Die Ampel-Bundesregierung hat weder die Kraft für eine echte Wende in der Asyl- und Migrationspolitik noch für die dringendsten und notwendigsten Änderungen der Sicherheitsgesetze. Sie ist intern heillos zerstritten und kann sich nicht auf wirksame Maßnahmen einigen. Stattdessen verliert sie sich in größtenteils kosmetischen Änderungen des Waffenrechts, die keinen Anschlag verhindern werden.
Die notwendigen Maßnahmen sowohl in der Asyl- und Migrationspolitik als auch in der inneren Sicherheit sind lange bekannt. Wir haben sie bereits in der vergangenen Sitzungswoche und in dieser Woche erneut als Antrag in den Deutschen Bundestag eingebracht. Wir erneuern unsere Forderung nach einer konsequenten Zurückweisung an der Grenze, um die massenhafte illegale Einreise nach Deutschland zu beenden. Darüber hinaus fordern wir eine umfassende Stärkung der Sicherheitsbehörden für den wirksamen Schutz der Bevölkerung.

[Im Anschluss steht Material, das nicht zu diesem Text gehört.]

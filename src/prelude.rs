pub use crate::error::HalaGltfError;
pub use crate::settings::{
  HalaAnimExport,
  HalaExportSettings,
  HalaGltfVersion,
  HalaImageStorage,
  HalaShaderProfile,
};
pub use crate::scene::{
  HalaAction,
  HalaActionTarget,
  HalaAnimPath,
  HalaCamera,
  HalaCurve,
  HalaExportData,
  HalaImageData,
  HalaLight,
  HalaLightType,
  HalaMaterial,
  HalaMesh,
  HalaObject,
  HalaPrimitive,
  HalaProjection,
  HalaSceneDesc,
  HalaShapeKey,
  HalaSkin,
  HalaTexture,
  HalaTextureBinding,
  HalaTextureFilter,
  HalaWrapMode,
};
pub use crate::exporter::{
  HalaAuxFile,
  HalaExportOutput,
  HalaGltfExporter,
};
pub use crate::extensions::{
  HalaExtensionProcessor,
  HalaLightsPunctual,
  HalaMaterialsUnlit,
  HalaTechniqueWebgl,
};
use glam::{
  Vec2,
  Vec3,
  Vec4,
};

/// A primitive is one drawable batch of a mesh bound to one material.
pub struct HalaPrimitive {
  pub indices: Vec<u32>,
  pub positions: Vec<Vec3>,
  pub normals: Vec<Vec3>,
  pub tex_coords: Vec<Vec<Vec2>>,
  pub colors: Vec<Vec4>,
  /// Per-vertex joint indices, present only for skinned meshes.
  pub joints: Vec<[u16; 4]>,
  /// Per-vertex joint weights, present only for skinned meshes.
  pub weights: Vec<[f32; 4]>,
  pub material_index: u32,
}

/// The default implementation of the primitive.
impl Default for HalaPrimitive {
  fn default() -> Self {
    Self {
      indices: Vec::new(),
      positions: Vec::new(),
      normals: Vec::new(),
      tex_coords: Vec::new(),
      colors: Vec::new(),
      joints: Vec::new(),
      weights: Vec::new(),
      material_index: u32::MAX,
    }
  }
}

/// The implementation of the primitive.
impl HalaPrimitive {
  /// Check if the primitive has normals.
  /// return: True if the primitive has normals, false otherwise.
  pub fn has_normals(&self) -> bool {
    !self.normals.is_empty()
  }

  /// Check if the primitive is skinned.
  /// return: True if the primitive has joints and weights, false otherwise.
  pub fn is_skinned(&self) -> bool {
    !self.joints.is_empty() && !self.weights.is_empty()
  }
}

/// A shape key is a morph target deforming the base mesh.
pub struct HalaShapeKey {
  pub name: String,
  /// Position deltas relative to the base mesh, one per vertex.
  pub position_deltas: Vec<Vec3>,
  /// Optional normal deltas, one per vertex.
  pub normal_deltas: Vec<Vec3>,
}

/// A mesh is a collection of primitives that define a 3D object.
pub struct HalaMesh {
  pub name: String,
  pub primitives: Vec<HalaPrimitive>,
  pub shape_keys: Vec<HalaShapeKey>,
  /// The current weight of each shape key.
  pub shape_key_weights: Vec<f32>,
  pub extras: Option<serde_json::Map<String, serde_json::Value>>,
}

/// The implementation of the mesh.
impl HalaMesh {
  /// Create a new mesh with the given name.
  /// param name: The name of the mesh.
  /// return: The mesh.
  pub fn new(name: &str) -> Self {
    Self {
      name: name.to_string(),
      primitives: Vec::new(),
      shape_keys: Vec::new(),
      shape_key_weights: Vec::new(),
      extras: None,
    }
  }
}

Unsere Sicherheitsbehörden brauchen endlich die Befugnisse, die im 21. Jahrhundert zur Bekämpfung und Verhinderung von Verbrechen notwendig sind.
Aktuelle Stunde: „Aufklärung der Vorgänge um den Verkauf der Commerzbank-Anteile des Bundes“.
Im Zuge der Finanzkrise hat der Bund in den Jahren 2008 und 2009 die Commerzbank mit mehr als 18 Milliarden Euro gestützt und einen Anteil von 25 Prozent an der Bank übernommen. Die Bank hat bis heute gut 13 Milliarden Euro an den Bund zurückgezahlt. An den Kapitalerhöhungen in den letzten Jahren hat der Bund nicht teilgenommen. Dadurch ist sein Anteil auf 16,5 Prozent gesunken.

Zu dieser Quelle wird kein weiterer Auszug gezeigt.